Table 3.
Factors affecting the number of EBV infected memory B cells recognizing fungal antigens.
| Factor | Mechanism | Expected effects |
|---|---|---|
| BCR of naive B cell | EBV virions infect resting naive B cells that have a “random” BCR. This “random” BCR is biased toward either fungal or bacterial antigens, and will thus bias affinity maturation | Variations in V(D)J genes and recombination during production of naive B cells in the bone marrow may be genetically biased toward either bacterial or fungal antigens, respectively reducing or increasing multiple sclerosis (MS) risk |
| Naive CD4+ T cell antigen recognition | Affinity maturation requires naive CD4+ T cells to clonally expand and become CD4+ (follicular helper) T cells. This requires dendritic cell presentation of antigens through HLA-D molecules, which will be biased toward antigens best recognized by naive CD4+ T cells | Variations in V(D)J genes and recombination during production of naive CD4+ T cells in the thymus may be genetically biased toward either bacterial or fungal antigens, respectively reducing or increasing MS risk. HLA-D molecules which efficiently present bacterial antigens should reduce MS risk, whereas HLA-D molecules which efficiently present fungal antigens should increase MS risk |
| CD4+ (follicular helper) T cell antigen recognition | Affinity maturation requires CD4+ (follicular helper) T cell recognition of a portion of the antigen endocytosed by the B cell through its BCR and presented through HLA-D molecules.
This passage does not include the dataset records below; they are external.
//! RR interval to beats-per-minute conversion.

/// Heart rate for an RR interval of `rr_samples` at `sample_rate` Hz, rounded
/// to the nearest whole beat. `None` for a zero interval or rate.
pub fn bpm(rr_samples: u32, sample_rate: u32) -> Option<u32> {
    if rr_samples == 0 || sample_rate == 0 {
        return None;
    }
    let seconds = f64::from(rr_samples) / f64::from(sample_rate);
    Some((60.0 / seconds).round() as u32)
}
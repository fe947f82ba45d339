//! Second-order direct-form building blocks.
//!
//! Every stage keeps exactly two samples of history and advances it once per
//! call to `process`. Stages are plain values: a chain owns its stages and
//! nothing else can observe or mutate their state.

/// Feed-forward stage: `y[n] = b0·x[n] + b1·x[n-1] + b2·x[n-2]`
#[derive(Debug, Clone, PartialEq)]
pub struct FirStage {
    coefficients: [f64; 3],
    history: [f64; 2],
}

impl FirStage {
    pub fn new(coefficients: [f64; 3]) -> Self {
        Self {
            coefficients,
            history: [0.0; 2],
        }
    }

    pub fn process(&mut self, input: f64) -> f64 {
        let [b0, b1, b2] = self.coefficients;
        let output = b0 * input + b1 * self.history[0] + b2 * self.history[1];
        self.history = [input, self.history[0]];
        output
    }

    pub fn coefficients(&self) -> [f64; 3] {
        self.coefficients
    }

    pub fn reset(&mut self) {
        self.history = [0.0; 2];
    }
}

/// Feedback stage: `y[n] = x[n] - a1·y[n-1] - a2·y[n-2]`
#[derive(Debug, Clone, PartialEq)]
pub struct IirStage {
    coefficients: [f64; 2],
    history: [f64; 2],
}

impl IirStage {
    pub fn new(coefficients: [f64; 2]) -> Self {
        Self {
            coefficients,
            history: [0.0; 2],
        }
    }

    pub fn process(&mut self, input: f64) -> f64 {
        let [a1, a2] = self.coefficients;
        let output = input - a1 * self.history[0] - a2 * self.history[1];
        self.history = [output, self.history[0]];
        output
    }

    pub fn coefficients(&self) -> [f64; 2] {
        self.coefficients
    }

    pub fn reset(&mut self) {
        self.history = [0.0; 2];
    }
}

/// One second-order section: feed-forward numerator followed by the feedback
/// denominator (direct form I).
#[derive(Debug, Clone, PartialEq)]
pub struct Biquad {
    numerator: FirStage,
    denominator: IirStage,
}

impl Biquad {
    /// `feedforward` holds `b0..b2` (already gain-scaled), `feedback` holds `a1, a2`
    /// of a denominator normalized to `a0 = 1`.
    pub fn new(feedforward: [f64; 3], feedback: [f64; 2]) -> Self {
        Self {
            numerator: FirStage::new(feedforward),
            denominator: IirStage::new(feedback),
        }
    }

    pub fn process(&mut self, input: f64) -> f64 {
        self.denominator.process(self.numerator.process(input))
    }

    pub fn feedforward(&self) -> [f64; 3] {
        self.numerator.coefficients()
    }

    pub fn feedback(&self) -> [f64; 2] {
        self.denominator.coefficients()
    }

    pub fn reset(&mut self) {
        self.numerator.reset();
        self.denominator.reset();
    }
}

/// Removes baseline wander: a first difference (`[1, -1]`) followed by a
/// single pole at 0.995, i.e. `y[n] = x[n] - x[n-1] + 0.995·y[n-1]`.
#[derive(Debug, Clone, PartialEq)]
pub struct DcBlock {
    difference: FirStage,
    pole: IirStage,
}

impl DcBlock {
    pub const POLE: f64 = 0.995;

    pub fn new() -> Self {
        Self {
            difference: FirStage::new([1.0, -1.0, 0.0]),
            pole: IirStage::new([-Self::POLE, 0.0]),
        }
    }

    pub fn process(&mut self, input: f64) -> f64 {
        self.pole.process(self.difference.process(input))
    }

    pub fn reset(&mut self) {
        self.difference.reset();
        self.pole.reset();
    }
}

impl Default for DcBlock {
    fn default() -> Self {
        Self::new()
    }
}
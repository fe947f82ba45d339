//! # Connection Management Module
//!
//! Owns the device connection lifecycle. Runs on a dedicated thread with its
//! own Tokio runtime so callers (CLI or UI) never block on transport I/O.
//!
//! ## Key Components
//! - `ConnectionManager`: command loop that starts and stops sessions
//! - `ConnectionCommand`: requests sent from the caller's thread
//! - `TransportFactory`: builds a fresh transport for every connection
//!
//! At most one session is active. A session is dropped on disconnect, either
//! requested or reported by the device, and a new `Connect` starts from a
//! fresh transport and pipeline.

use crate::config::Config;
use crate::error::ConnectionError;
use crate::session::{run_session, ConnectionStatus, SessionCommand, SessionUpdate};
use crate::transport::Transport;
use std::sync::mpsc;
use tokio::runtime::Runtime;
use tokio::sync::mpsc::{unbounded_channel, UnboundedSender};
use tokio::task::JoinHandle;

#[derive(Debug, Clone, Copy, PartialEq, Eq)]
pub enum ConnectionCommand {
    Connect,
    Disconnect,
    SetPollingRate(u16),
}

pub type TransportFactory = Box<dyn FnMut() -> Box<dyn Transport> + Send>;

struct ActiveSession {
    commands: UnboundedSender<SessionCommand>,
    task: JoinHandle<()>,
}

impl ActiveSession {
    fn is_running(&self) -> bool {
        !self.commands.is_closed()
    }
}

/// Manages the connection lifecycle of one ECG device.
pub struct ConnectionManager {
    command_receiver: mpsc::Receiver<ConnectionCommand>,
    update_sender: mpsc::Sender<SessionUpdate>,
    transport_factory: TransportFactory,
    config: Config,
}

impl ConnectionManager {
    /// Creates a new ConnectionManager.
    ///
    /// Returns the manager and a sender for issuing commands from the caller's thread.
    pub fn new(
        config: Config,
        transport_factory: TransportFactory,
        update_sender: mpsc::Sender<SessionUpdate>,
    ) -> (Self, mpsc::Sender<ConnectionCommand>) {
        let (command_sender, command_receiver) = mpsc::channel();

        let manager = ConnectionManager {
            command_receiver,
            update_sender,
            transport_factory,
            config,
        };

        (manager, command_sender)
    }

    /// Runs the command loop until the command channel is closed, then
    /// disconnects any active session and waits for its teardown.
    ///
    /// Call this from a spawned thread.
    pub fn run(mut self) {
        let rt = match Runtime::new() {
            Ok(runtime) => runtime,
            Err(e) => {
                let error = ConnectionError::RuntimeCreation(e.to_string());
                log::error!("{}", error);
                let _ = self.update_sender.send(SessionUpdate::ConnectionStatus(
                    ConnectionStatus::Error(error.to_string()),
                ));
                return;
            }
        };

        let mut session: Option<ActiveSession> = None;

        while let Ok(command) = self.command_receiver.recv() {
            if session.as_ref().map_or(false, |s| !s.is_running()) {
                session = None;
            }

            match command {
                ConnectionCommand::Connect => {
                    if session.is_some() {
                        log::warn!("Connection manager: already connected, ignoring connect");
                        continue;
                    }
                    log::info!("Connection manager: connecting");

                    let (commands, command_rx) = unbounded_channel();
                    let task = rt.spawn(run_session(
                        (self.transport_factory)(),
                        self.config.clone(),
                        self.update_sender.clone(),
                        command_rx,
                    ));
                    session = Some(ActiveSession { commands, task });
                }
                ConnectionCommand::Disconnect => {
                    log::info!("Connection manager: disconnect requested");
                    if let Some(active) = session.take() {
                        Self::shut_down(&rt, active);
                    }
                }
                ConnectionCommand::SetPollingRate(rate) => match &session {
                    Some(active) => {
                        let _ = active.commands.send(SessionCommand::SetPollingRate(rate));
                    }
                    None => log::warn!("Connection manager: no session for polling rate {} Hz", rate),
                },
            }
        }

        log::info!("Connection manager: command channel closed, shutting down");
        if let Some(active) = session.take() {
            Self::shut_down(&rt, active);
        }
    }

    /// Asks the session to disconnect and waits until its pipeline is closed.
    fn shut_down(rt: &Runtime, session: ActiveSession) {
        let _ = session.commands.send(SessionCommand::Disconnect);
        if rt.block_on(session.task).is_err() {
            log::error!("Connection manager: session task failed");
        }
    }
}

#[cfg(test)]
mod tests {
    use super::*;
    use crate::simulator::{Simulator, Waveform};
    use crate::transport::SimulatedTransport;
    use std::thread;
    use std::time::Duration;

    const TIMEOUT: Duration = Duration::from_secs(20);

    fn test_config() -> Config {
        let mut config = Config::default();
        config.recording.enabled = false;
        config
    }

    fn spawn_manager(
        config: Config,
        factory: TransportFactory,
    ) -> (
        mpsc::Sender<ConnectionCommand>,
        mpsc::Receiver<SessionUpdate>,
        thread::JoinHandle<()>,
    ) {
        let (update_sender, update_receiver) = mpsc::channel();
        let (manager, command_sender) = ConnectionManager::new(config, factory, update_sender);
        let handle = thread::spawn(move || manager.run());
        (command_sender, update_receiver, handle)
    }

    /// Collects updates until `done` matches one, which is included.
    fn collect_until(
        updates: &mpsc::Receiver<SessionUpdate>,
        done: impl Fn(&SessionUpdate) -> bool,
    ) -> Vec<SessionUpdate> {
        let mut collected = Vec::new();
        loop {
            let update = updates.recv_timeout(TIMEOUT).expect("Timed out waiting for update");
            let finished = done(&update);
            collected.push(update);
            if finished {
                return collected;
            }
        }
    }

    fn is_status(update: &SessionUpdate, status: &ConnectionStatus) -> bool {
        matches!(update, SessionUpdate::ConnectionStatus(s) if s == status)
    }

    #[test]
    fn test_connection_manager_creation() {
        let (update_sender, _update_receiver) = mpsc::channel();
        let factory: TransportFactory = Box::new(|| {
            Box::new(SimulatedTransport::new(Simulator::new(Waveform::Sine, 500)))
        });
        let (_manager, command_sender) = ConnectionManager::new(test_config(), factory, update_sender);

        // Verify we can send commands
        assert!(command_sender.send(ConnectionCommand::Disconnect).is_ok());
    }

    #[test]
    fn test_session_streams_until_device_disconnects() {
        let factory: TransportFactory = Box::new(|| {
            let simulator = Simulator::new(Waveform::Heartbeat { bpm: 60 }, 500);
            Box::new(SimulatedTransport::new(simulator).with_frame_limit(600))
        });
        let (commands, updates, handle) = spawn_manager(test_config(), factory);

        commands.send(ConnectionCommand::Connect).unwrap();
        let collected = collect_until(&updates, |u| is_status(u, &ConnectionStatus::Disconnected));

        assert!(is_status(&collected[0], &ConnectionStatus::Connecting));
        assert!(is_status(&collected[1], &ConnectionStatus::Connected));
        assert_eq!(collected[2], SessionUpdate::PollingRate(500));

        let samples = collected
            .iter()
            .filter(|u| matches!(u, SessionUpdate::Sample(_)))
            .count();
        assert_eq!(samples, 600 * 16);

        let rates: Vec<u32> = collected
            .iter()
            .filter_map(|u| match u {
                SessionUpdate::HeartRate(bpm) => Some(*bpm),
                _ => None,
            })
            .collect();
        assert!(!rates.is_empty());
        assert!(rates.iter().all(|&bpm| bpm == 60), "{:?}", rates);

        let complete = collected
            .iter()
            .position(|u| *u == SessionUpdate::StreamComplete)
            .expect("No completion");
        assert_eq!(complete, collected.len() - 2);

        drop(commands);
        handle.join().unwrap();
    }

    #[test]
    fn test_polling_rate_change_and_disconnect() {
        let factory: TransportFactory = Box::new(|| {
            let simulator = Simulator::new(Waveform::Sine, 500);
            Box::new(SimulatedTransport::new(simulator).realtime(true))
        });
        let (commands, updates, handle) = spawn_manager(test_config(), factory);

        commands.send(ConnectionCommand::Connect).unwrap();
        collect_until(&updates, |u| *u == SessionUpdate::PollingRate(500));

        commands.send(ConnectionCommand::SetPollingRate(250)).unwrap();
        collect_until(&updates, |u| *u == SessionUpdate::PollingRate(250));

        commands.send(ConnectionCommand::Disconnect).unwrap();
        let tail = collect_until(&updates, |u| is_status(u, &ConnectionStatus::Disconnected));
        assert!(tail.contains(&SessionUpdate::StreamComplete));

        drop(commands);
        handle.join().unwrap();
    }

    #[test]
    fn test_connect_failure_reports_error() {
        let factory: TransportFactory = Box::new(|| {
            Box::new(SimulatedTransport::unavailable(Simulator::new(Waveform::Sine, 500)))
        });
        let (commands, updates, handle) = spawn_manager(test_config(), factory);

        commands.send(ConnectionCommand::Connect).unwrap();
        let collected = collect_until(&updates, |u| {
            matches!(u, SessionUpdate::ConnectionStatus(ConnectionStatus::Error(_)))
        });
        assert!(is_status(&collected[0], &ConnectionStatus::Connecting));
        match collected.last() {
            Some(SessionUpdate::ConnectionStatus(ConnectionStatus::Error(message))) => {
                assert!(message.contains("Bluetooth"))
            }
            other => panic!("unexpected update {:?}", other),
        }

        drop(commands);
        handle.join().unwrap();
    }

    #[test]
    fn test_shutdown_tears_down_active_session() {
        let temp_dir = tempfile::tempdir().unwrap();
        let mut config = Config::default();
        config.recording.directory = temp_dir.path().to_path_buf();

        let factory: TransportFactory = Box::new(|| {
            let simulator = Simulator::new(Waveform::Sine, 500);
            Box::new(SimulatedTransport::new(simulator).realtime(true))
        });
        let (commands, updates, handle) = spawn_manager(config, factory);

        commands.send(ConnectionCommand::Connect).unwrap();
        collect_until(&updates, |u| matches!(u, SessionUpdate::Sample(_)));
        drop(commands);
        handle.join().unwrap();

        let tail: Vec<SessionUpdate> = updates.try_iter().collect();
        assert!(tail.contains(&SessionUpdate::StreamComplete));
        let recordings = crate::recorder::list_recordings(temp_dir.path()).unwrap();
        assert_eq!(recordings.len(), 1);
        assert_eq!(recordings[0].sampling_rate, 500);
    }
}
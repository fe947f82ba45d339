//! Synthetic signal source producing encoded 20-byte frames.
//!
//! Pull-based: every call to `next` yields the frame for the following 16
//! samples. Pacing in wall-clock time is left to the caller (see
//! `SimulatedTransport`).

use crate::codec::{encode, Message, FRAME_SIZE, MAX_SAMPLE, SAMPLES_PER_FRAME};
use serde::{Deserialize, Serialize};
use std::f64::consts::PI;
use std::time::Duration;

const BASELINE: f64 = 512.0;

/// Shape of the simulated signal
#[derive(Debug, Clone, Copy, PartialEq, Serialize, Deserialize)]
#[serde(tag = "kind", rename_all = "snake_case")]
pub enum Waveform {
    /// 2 Hz sine whose amplitude swings between 150 and 350 counts at 0.2 Hz
    Sine,
    /// PQRST-like beat repeated at a fixed heart rate
    Heartbeat { bpm: u32 },
}

/// (amplitude in counts, centre in seconds, width in seconds)
const BEAT_WAVES: [(f64, f64, f64); 5] = [
    (25.0, 0.10, 0.025),  // P
    (-30.0, 0.23, 0.008), // Q
    (300.0, 0.25, 0.010), // R
    (-60.0, 0.27, 0.008), // S
    (60.0, 0.50, 0.040),  // T
];

#[derive(Debug, Clone)]
pub struct Simulator {
    waveform: Waveform,
    polling_rate: u16,
    index: u64,
}

impl Simulator {
    pub fn new(waveform: Waveform, polling_rate: u16) -> Self {
        Self {
            waveform,
            polling_rate: polling_rate.max(1),
            index: 0,
        }
    }

    pub fn waveform(&self) -> Waveform {
        self.waveform
    }

    pub fn polling_rate(&self) -> u16 {
        self.polling_rate
    }

    /// Changes the rate of subsequent samples; a zero rate is ignored.
    pub fn set_polling_rate(&mut self, polling_rate: u16) {
        if polling_rate == 0 {
            log::warn!("Ignoring simulator polling rate of 0 Hz");
            return;
        }
        self.polling_rate = polling_rate;
    }

    /// Time covered by one frame at the current rate
    pub fn frame_interval(&self) -> Duration {
        Duration::from_nanos(SAMPLES_PER_FRAME as u64 * 1_000_000_000 / u64::from(self.polling_rate))
    }

    /// Next raw 10-bit sample
    pub fn next_sample(&mut self) -> u16 {
        let t = self.index as f64 / f64::from(self.polling_rate);
        self.index += 1;

        let value = match self.waveform {
            Waveform::Sine => {
                let envelope = 250.0 + 100.0 * (2.0 * PI * 0.2 * t).sin();
                BASELINE + envelope * (2.0 * PI * 2.0 * t).sin()
            }
            Waveform::Heartbeat { bpm } => {
                let period = 60.0 / f64::from(bpm.max(1));
                let phase = t % period;
                BASELINE
                    + BEAT_WAVES
                        .iter()
                        .map(|&(amplitude, centre, width)| {
                            let z = (phase - centre) / width;
                            amplitude * (-0.5 * z * z).exp()
                        })
                        .sum::<f64>()
            }
        };
        value.round().clamp(0.0, f64::from(MAX_SAMPLE)) as u16
    }

    pub fn next_message(&mut self) -> Message {
        let mut message = [0u16; SAMPLES_PER_FRAME];
        for sample in message.iter_mut() {
            *sample = self.next_sample();
        }
        message
    }
}

impl Iterator for Simulator {
    type Item = [u8; FRAME_SIZE];

    fn next(&mut self) -> Option<Self::Item> {
        Some(encode(&self.next_message()))
    }
}
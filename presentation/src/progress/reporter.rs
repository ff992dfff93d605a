//! Progress reporting while a query moves through the pipeline

use colored::Colorize;
use demeter_application::ports::progress::ProgressNotifier;
use demeter_domain::Stage;
use indicatif::{ProgressBar, ProgressStyle};
use std::sync::Mutex;
use std::time::Duration;

/// Single spinner naming the current stage
pub struct ProgressReporter {
    spinner: Mutex<Option<ProgressBar>>,
}

impl ProgressReporter {
    pub fn new() -> Self {
        Self {
            spinner: Mutex::new(None),
        }
    }

    fn spinner_style() -> ProgressStyle {
        ProgressStyle::default_spinner()
            .template("{spinner:.green} {prefix:.bold.cyan} {msg}")
            .unwrap_or_else(|_| ProgressStyle::default_spinner())
    }

    fn with_spinner(&self, f: impl FnOnce(&ProgressBar)) {
        let Ok(mut guard) = self.spinner.lock() else {
            return;
        };
        let spinner = guard.get_or_insert_with(|| {
            let pb = ProgressBar::new_spinner();
            pb.set_style(Self::spinner_style());
            pb.enable_steady_tick(Duration::from_millis(100));
            pb
        });
        f(spinner);
    }
}

impl Default for ProgressReporter {
    fn default() -> Self {
        Self::new()
    }
}

impl ProgressNotifier for ProgressReporter {
    fn on_stage_start(&self, stage: Stage) {
        self.with_spinner(|pb| {
            pb.set_prefix(stage.label());
            pb.set_message("...");
        });
    }

    fn on_stage_complete(&self, _stage: Stage, degraded: bool) {
        if degraded {
            self.with_spinner(|pb| pb.set_message(format!("{}", "degraded".yellow())));
        }
    }

    fn on_finished(&self) {
        if let Ok(mut guard) = self.spinner.lock()
            && let Some(pb) = guard.take()
        {
            pb.finish_and_clear();
        }
    }
}

/// Plain text progress on stderr (no terminal control codes)
pub struct SimpleProgress;

impl ProgressNotifier for SimpleProgress {
    fn on_stage_start(&self, stage: Stage) {
        eprintln!("{} {}", "->".cyan(), stage.label().bold());
    }

    fn on_stage_complete(&self, stage: Stage, degraded: bool) {
        if degraded {
            eprintln!("  {} {} (degraded)", "x".yellow(), stage);
        }
    }
}
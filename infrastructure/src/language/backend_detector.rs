//! Language detection delegated to the translation backend

use async_trait::async_trait;
use demeter_application::ports::language::{LanguageDetectionError, LanguageDetector};
use demeter_application::ports::translation::TranslationBackend;
use demeter_domain::LanguageCode;
use std::sync::Arc;
use std::time::Duration;

pub struct BackendLanguageDetector {
    backend: Arc<dyn TranslationBackend>,
    timeout: Duration,
}

impl BackendLanguageDetector {
    pub fn new(backend: Arc<dyn TranslationBackend>) -> Self {
        Self {
            backend,
            timeout: Duration::from_secs(10),
        }
    }

    pub fn with_timeout(mut self, timeout: Duration) -> Self {
        self.timeout = timeout;
        self
    }
}

#[async_trait]
impl LanguageDetector for BackendLanguageDetector {
    async fn detect(&self, text: &str) -> Result<LanguageCode, LanguageDetectionError> {
        match tokio::time::timeout(self.timeout, self.backend.detect_language(text)).await {
            Ok(Ok(language)) => Ok(language),
            Ok(Err(e)) => Err(LanguageDetectionError::Backend(format!(
                "{}: {}",
                self.backend.name(),
                e
            ))),
            Err(_) => Err(LanguageDetectionError::Backend(format!(
                "{}: timed out after {:?}",
                self.backend.name(),
                self.timeout
            ))),
        }
    }
}
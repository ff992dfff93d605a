//! Translation backend port
//!
//! A remote or local service able to translate text, guess a language and
//! list the languages it handles. Every call may fail; callers treat
//! failures as "keep the original text".

use async_trait::async_trait;
use demeter_domain::LanguageCode;
use std::collections::BTreeMap;
use thiserror::Error;

/// Errors that can occur during translation backend operations
#[derive(Error, Debug, Clone, PartialEq, Eq)]
pub enum TranslationError {
    #[error("Translation backend unavailable: {0}")]
    Unavailable(String),

    #[error("Request failed: {0}")]
    RequestFailed(String),

    #[error("Unsupported language: {0}")]
    UnsupportedLanguage(String),

    #[error("Invalid response: {0}")]
    InvalidResponse(String),

    #[error("Timeout")]
    Timeout,
}

#[async_trait]
pub trait TranslationBackend: Send + Sync {
    /// Backend name used in logs
    fn name(&self) -> &str;

    /// Translate `text` from `source` into `target`
    async fn translate(
        &self,
        text: &str,
        target: &LanguageCode,
        source: &LanguageCode,
    ) -> Result<String, TranslationError>;

    /// Guess the language of `text`
    async fn detect_language(&self, text: &str) -> Result<LanguageCode, TranslationError>;

    /// Languages the backend handles, code → name
    async fn supported_languages(&self) -> Result<BTreeMap<String, String>, TranslationError>;
}
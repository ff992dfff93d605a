//! Translation backend adapters

#[cfg(feature = "remote-translation")]
mod libretranslate;
mod offline;

#[cfg(feature = "remote-translation")]
pub use libretranslate::LibreTranslateBackend;
pub use offline::OfflineBackend;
During affinity maturation, competitive selection of somatically hypermutated B cells recognizing either bacterial or fungal antigens will be biased toward the antigen type best recognized by CD4+ (follicular helper) T cells | |
| Relative concentration of commensal microbe antigens in lymph node where EBV-positive naive B cells mature | The ratio of bacterial to fungal antigens in lymph nodes where EBV infected naive B cells mature will skew affinity maturation toward the more abundant antigen type due to improved receptor-ligand kinetics | A reduction of commensal bacteria (e.g. Lactobacillus) or an increase in commensal fungi (e.g. Candida) would increase MS risk. For example, antibacterial/antifungal drugs will dramatically increase and then decrease antigens in lymph nodes, due to the massive initial die-off of targeted microbes, followed by a suppression of the targeted microbial population |
| Total number of EBV infected B cells | CD8+ (cytotoxic) T cell control of the EBV infected B cell population determines how often a naive B cell matures into a memory B cell while EBV infected | Lower EBV loads result in fewer chances of producing a memory B cell which recognizes a “forbidden” antigen present in the central nervous system, in turn reducing MS risk. Individuals with strong CD8+ (cytotoxic) T cell control of EBV would be at lower MS risk. Interventions to lower the general B cell population (e.g. anti-CD20 drugs) or the EBV infected B cell population (e.g. using adoptive immunotherapy) would both be expected to reduce MS risk |
Commensal microbes collocated with Epstein-Barr virus (EBV) virions (e.g., in the mouth and genitals) provide an ideal antigenic target to complete EBV’s lifecycle, and are likely recognized by the B cell receptor (BCR) of EBV infected memory B cells. Bacteria are normally the dominant commensal microbe type in both sites, so EBV infected memory B cells would mostly target bacterial antigens. However, if sufficient fungal antigens are also present during affinity maturation, some EBV infected memory B cells’ BCRs may converge onto fungal rather than bacterial antigens. Note that an EBV-positive B cell that recognizes a “forbidden” antigen cannot do much harm immediately after leaving the germinal center: as long as a B cell remains EBV infected, CD8+ (cytotoxic) T cell control will prevent it from secreting antibodies or clonally expanding. Only after a few dozen divisions is the memory B cell expected to lose EBV episomes, and the associated CD8+ (cytotoxic) T cell control.